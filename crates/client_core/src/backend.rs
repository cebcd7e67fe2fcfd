use async_trait::async_trait;
use reqwest::{Method, Response};
use serde_json::Value;
use shared::{domain::Chat, protocol::ChatResponse};

use crate::{error::ClientError, request::AuthorizedRequestIssuer};

pub const CHAT_LIST_PATH: &str = "chat/get";
pub const CHAT_CREATE_PATH: &str = "chat/create";

/// The two chat backend calls the bootstrap needs.
#[async_trait]
pub trait ChatBackend: Send + Sync {
    async fn list_chats(&self) -> Result<Vec<Chat>, ClientError>;
    async fn create_chat(&self) -> Result<Chat, ClientError>;
}

pub struct HttpChatBackend {
    issuer: AuthorizedRequestIssuer,
}

impl HttpChatBackend {
    pub fn new(issuer: AuthorizedRequestIssuer) -> Self {
        Self { issuer }
    }
}

#[async_trait]
impl ChatBackend for HttpChatBackend {
    async fn list_chats(&self) -> Result<Vec<Chat>, ClientError> {
        let request = self.issuer.authorized(Method::GET, CHAT_LIST_PATH).await?;
        let response = request
            .send()
            .await
            .map_err(|e| ClientError::FetchFailed(e.to_string()))?;
        let data = read_envelope(response)
            .await
            .map_err(ClientError::FetchFailed)?;
        if !data.is_array() {
            return Err(ClientError::FetchFailed(
                "chat list payload is not a sequence".to_string(),
            ));
        }
        serde_json::from_value(data)
            .map_err(|e| ClientError::FetchFailed(format!("malformed chat list: {e}")))
    }

    async fn create_chat(&self) -> Result<Chat, ClientError> {
        let request = self
            .issuer
            .authorized(Method::POST, CHAT_CREATE_PATH)
            .await?;
        let response = request
            .json(&serde_json::json!({}))
            .send()
            .await
            .map_err(|e| ClientError::CreateFailed(e.to_string()))?;
        let data = read_envelope(response)
            .await
            .map_err(ClientError::CreateFailed)?;
        if !data.is_object() {
            return Err(ClientError::CreateFailed(
                "created chat payload is not an object".to_string(),
            ));
        }
        serde_json::from_value(data)
            .map_err(|e| ClientError::CreateFailed(format!("malformed chat: {e}")))
    }
}

/// Unwraps `{success, message?, data?}`, preferring the backend's own message
/// when it reports a failure.
async fn read_envelope(response: Response) -> Result<Value, String> {
    let status = response.status();
    let body = response.bytes().await.map_err(|e| e.to_string())?;
    let envelope = serde_json::from_slice::<ChatResponse<Value>>(&body);

    if !status.is_success() {
        let message = envelope
            .ok()
            .and_then(|envelope| envelope.message)
            .unwrap_or_else(|| format!("backend returned {status}"));
        return Err(message);
    }

    let envelope = envelope.map_err(|e| format!("malformed response envelope: {e}"))?;
    if !envelope.success {
        return Err(envelope
            .message
            .unwrap_or_else(|| "backend reported failure".to_string()));
    }
    envelope
        .data
        .ok_or_else(|| "response carries no data".to_string())
}

#[cfg(test)]
#[path = "tests/backend_tests.rs"]
mod tests;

Exercise aim -> Your reply should be only the number of lines in the preceding data that include the word "failure".

The answer -> 2